Ergebnisse der Volkszählung 2011: Karlsruhe stoppt Löschung der Daten
Viele Kommunen glauben nicht, dass ihre Einwohnerzahl gesunken ist. Diese Ergebnisse des Zensus 2011 werden nun nicht mehr gelöscht.
Grund für die Karlsruher Entscheidung waren Rechtsbehelfe von insgesamt über 1.000 Gemeinden gegen die auch für sie nachteiligen Ergebnisse der Erhebung. Wenn die Daten weiter gelöscht würden, könnten die Gemeinden eine eventuell fehlerhafte Berechnung ihrer Einwohnerzahl durch die Gerichte nicht mehr effektiv überprüfen lassen, hieß es nach einer Folgenabwägung.
Der mit der längeren Speicherung verbundene Eingriff in das Grundrecht auf informationelle Selbstbestimmung der betroffenen Bürger sei demgegenüber von „verhältnismäßig geringem Gewicht“. Die Speicherfrist war bereits im Mai abgelaufen.
Das Land Berlin hat als einziges in Karlsruhe geklagt.
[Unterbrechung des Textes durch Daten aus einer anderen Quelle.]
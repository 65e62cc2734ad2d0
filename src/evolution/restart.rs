//! # Restarts
//!
//! A single genetic search is noisy. `RestartController` runs several fully
//! independent searches and keeps the cheapest result. Runs share nothing but
//! the read-only cart and catalog.
//!
//! Every run gets its own generator, spawned up-front from the caller's, so a
//! seeded controller returns the same result whether the runs execute one after
//! another or concurrently on the rayon pool.

use rayon::prelude::*;
use tracing::info;

use super::launcher::{EvolutionResult, GeneticOptimizer};
use super::options::{OptimizerOptions, RestartOptions};
use crate::{
    cart::CartLine,
    catalog::CatalogIndex,
    error::{OptionExt, Result, SourcingError},
    fitness::{FitnessEvaluator, FreightPolicy, Objective},
    rng::RandomNumberGenerator,
};

/// Outcome of a repeated search.
#[derive(Debug, Clone)]
pub struct RestartResult<'a> {
    /// The cheapest result over all runs; the earliest run wins ties.
    pub best: EvolutionResult<'a>,
    /// Final grand total of every run, in run order.
    pub run_costs: Vec<f64>,
}

/// Runs a [`GeneticOptimizer`] several times and keeps the global best.
#[derive(Debug, Clone)]
pub struct RestartController<O = FitnessEvaluator>
where
    O: Objective,
{
    optimizer: GeneticOptimizer<O>,
}

impl RestartController<FitnessEvaluator> {
    /// Controller around the standard cost model with the given freight policy.
    pub fn with_freight(freight: FreightPolicy) -> Self {
        Self::new(GeneticOptimizer::with_freight(freight))
    }
}

impl Default for RestartController<FitnessEvaluator> {
    fn default() -> Self {
        Self::with_freight(FreightPolicy::default())
    }
}

impl<O> RestartController<O>
where
    O: Objective,
{
    pub fn new(optimizer: GeneticOptimizer<O>) -> Self {
        Self { optimizer }
    }

    pub fn optimizer(&self) -> &GeneticOptimizer<O> {
        &self.optimizer
    }

    /// Executes `restart.get_runs()` independent searches.
    ///
    /// # Errors
    ///
    /// Fails before any search if the options are invalid, the cart is empty or
    /// a product is unknown. If any run fails the whole call fails and no
    /// partial best is returned.
    pub fn run<'a>(
        &self,
        options: &OptimizerOptions,
        restart: &RestartOptions,
        cart: &'a [CartLine],
        index: &CatalogIndex<'a>,
        rng: &mut RandomNumberGenerator,
    ) -> Result<RestartResult<'a>> {
        restart.validate()?;
        if cart.is_empty() {
            return Err(SourcingError::EmptyCart);
        }
        options.validate(cart.len())?;
        index.offers_for(cart)?;

        let streams: Vec<RandomNumberGenerator> =
            (0..restart.get_runs()).map(|_| rng.spawn()).collect();

        let results: Vec<EvolutionResult<'a>> = if restart.is_parallel() {
            streams
                .into_par_iter()
                .map(|mut stream| self.optimizer.evolve(options, cart, index, &mut stream))
                .collect::<Result<Vec<_>>>()?
        } else {
            streams
                .into_iter()
                .map(|mut stream| self.optimizer.evolve(options, cart, index, &mut stream))
                .collect::<Result<Vec<_>>>()?
        };

        let run_costs: Vec<f64> = results.iter().map(|r| r.summary.grand_total).collect();

        let mut best: Option<EvolutionResult<'a>> = None;
        for result in results {
            let improves = best
                .as_ref()
                .map_or(true, |b| result.summary.grand_total < b.summary.grand_total);
            if improves {
                best = Some(result);
            }
        }
        let best = best.ok_or_else_sourcing(|| SourcingError::EmptyPopulation)?;

        info!(
            runs = restart.get_runs(),
            parallel = restart.is_parallel(),
            best = best.summary.grand_total,
            worst = run_costs.iter().copied().fold(f64::NEG_INFINITY, f64::max),
            "Repeated search finished"
        );

        Ok(RestartResult { best, run_costs })
    }
}

#[cfg(test)]
mod tests {
    use super::*;
    use crate::catalog::Supplier;

    fn suppliers() -> Vec<Supplier> {
        vec![
            Supplier::new("A", 1.0)
                .unwrap()
                .with_product("milk", 2.0)
                .unwrap()
                .with_product("eggs", 4.0)
                .unwrap()
                .with_product("jam", 3.0)
                .unwrap(),
            Supplier::new("B", 0.5)
                .unwrap()
                .with_product("milk", 2.5)
                .unwrap()
                .with_product("eggs", 3.0)
                .unwrap()
                .with_product("jam", 3.5)
                .unwrap(),
            Supplier::new("C", 2.0)
                .unwrap()
                .with_product("eggs", 1.5)
                .unwrap()
                .with_product("jam", 1.0)
                .unwrap(),
        ]
    }

    fn cart() -> Vec<CartLine> {
        ["milk", "eggs", "jam", "milk"]
            .iter()
            .map(|p| CartLine::single(*p).unwrap())
            .collect()
    }

    #[test]
    fn test_best_is_minimum_of_runs() {
        let suppliers = suppliers();
        let cart = cart();
        let index = CatalogIndex::new(&suppliers);
        let options = OptimizerOptions::new(4, 3);

        let result = RestartController::with_freight(FreightPolicy::PerAssignment)
            .run(
                &options,
                &RestartOptions::new(6),
                &cart,
                &index,
                &mut RandomNumberGenerator::from_seed(17),
            )
            .unwrap();

        assert_eq!(result.run_costs.len(), 6);
        let min = result.run_costs.iter().copied().fold(f64::INFINITY, f64::min);
        assert_eq!(result.best.summary.grand_total, min);
    }

    #[test]
    fn test_parallel_and_sequential_agree() {
        let suppliers = suppliers();
        let cart = cart();
        let index = CatalogIndex::new(&suppliers);
        let options = OptimizerOptions::new(6, 10);
        let controller = RestartController::with_freight(FreightPolicy::PerSupplier);
        assert_eq!(
            controller.optimizer().objective().freight_policy(),
            FreightPolicy::PerSupplier
        );

        let sequential = controller
            .run(
                &options,
                &RestartOptions::new(5),
                &cart,
                &index,
                &mut RandomNumberGenerator::from_seed(23),
            )
            .unwrap();
        let parallel = controller
            .run(
                &options,
                &RestartOptions::new(5).with_parallel(true),
                &cart,
                &index,
                &mut RandomNumberGenerator::from_seed(23),
            )
            .unwrap();

        assert_eq!(sequential.run_costs, parallel.run_costs);
        assert_eq!(sequential.best.solution, parallel.best.solution);
    }

    #[test]
    fn test_rejects_zero_runs() {
        let suppliers = suppliers();
        let cart = cart();
        let index = CatalogIndex::new(&suppliers);

        let result = RestartController::with_freight(FreightPolicy::PerAssignment).run(
            &OptimizerOptions::default(),
            &RestartOptions::new(0),
            &cart,
            &index,
            &mut RandomNumberGenerator::from_seed(1),
        );
        assert!(matches!(result, Err(SourcingError::InvalidConfiguration(_))));
    }

    #[test]
    fn test_unknown_product_aborts_all_runs() {
        let suppliers = suppliers();
        let index = CatalogIndex::new(&suppliers);
        let cart = vec![
            CartLine::single("milk").unwrap(),
            CartLine::single("truffle").unwrap(),
        ];

        let result = RestartController::with_freight(FreightPolicy::PerAssignment).run(
            &OptimizerOptions::default(),
            &RestartOptions::default().with_parallel(true),
            &cart,
            &index,
            &mut RandomNumberGenerator::from_seed(1),
        );
        assert!(matches!(result, Err(SourcingError::UnknownProduct(p)) if p == "truffle"));
    }
}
Das Land zweifelt grundsätzlich an der 2011 erstmals angewandten Erhebungsmethode und will die Verfassungsmäßigkeit der Volkszählung klären lassen.
Weniger Einnahmen im Länderfinanzausgleich
Darüber will der Zweite Senat später entscheiden. Ein Zeitpunkt sei derzeit nicht absehbar, sagte ein Gerichtssprecher. Viele Gerichte in den unteren Instanzen wollen diese Entscheidung jedoch abwarten. Der vorläufige Stopp der Löschung gilt zunächst für sechs Monate, kann aber verlängert werden.
Die Statistischen Ämter von Bund und Land führten die Erhebung 2011 durch, um die amtlichen Einwohnerzahlen von Bund, Ländern und Gemeinden verbindlich festzulegen. Für Städte mit mehr als 10.000 Einwohnern wurde dabei erstmals eine registergestützte Stichprobenerhebung durchgeführt.
Die Ergebnisse führten in zahlreichen Gemeinden zu einer offiziellen Verringerung ihrer Einwohnerzahl, was in den sogenannten Nehmerländern zu weniger Einnahmen im Länderfinanzausgleich führt.
„Zur Abwehr möglicher schwerer Nachteile für die betroffenen Gemeinden ist der Erlass der Anordnung daher dringend geboten“, urteilten die Richter. Für die Kommunen gehe es um viel Geld. Die nächste Erhebung soll 2021 stattfinden. Berlin würden von 2011 bis dahin etwa 4,7 Milliarden Euro entgehen. Eventuelle Nachzahlungen hingen davon ab, ob die ermittelten Zahlen richtig gewesen seien, befanden die Richter.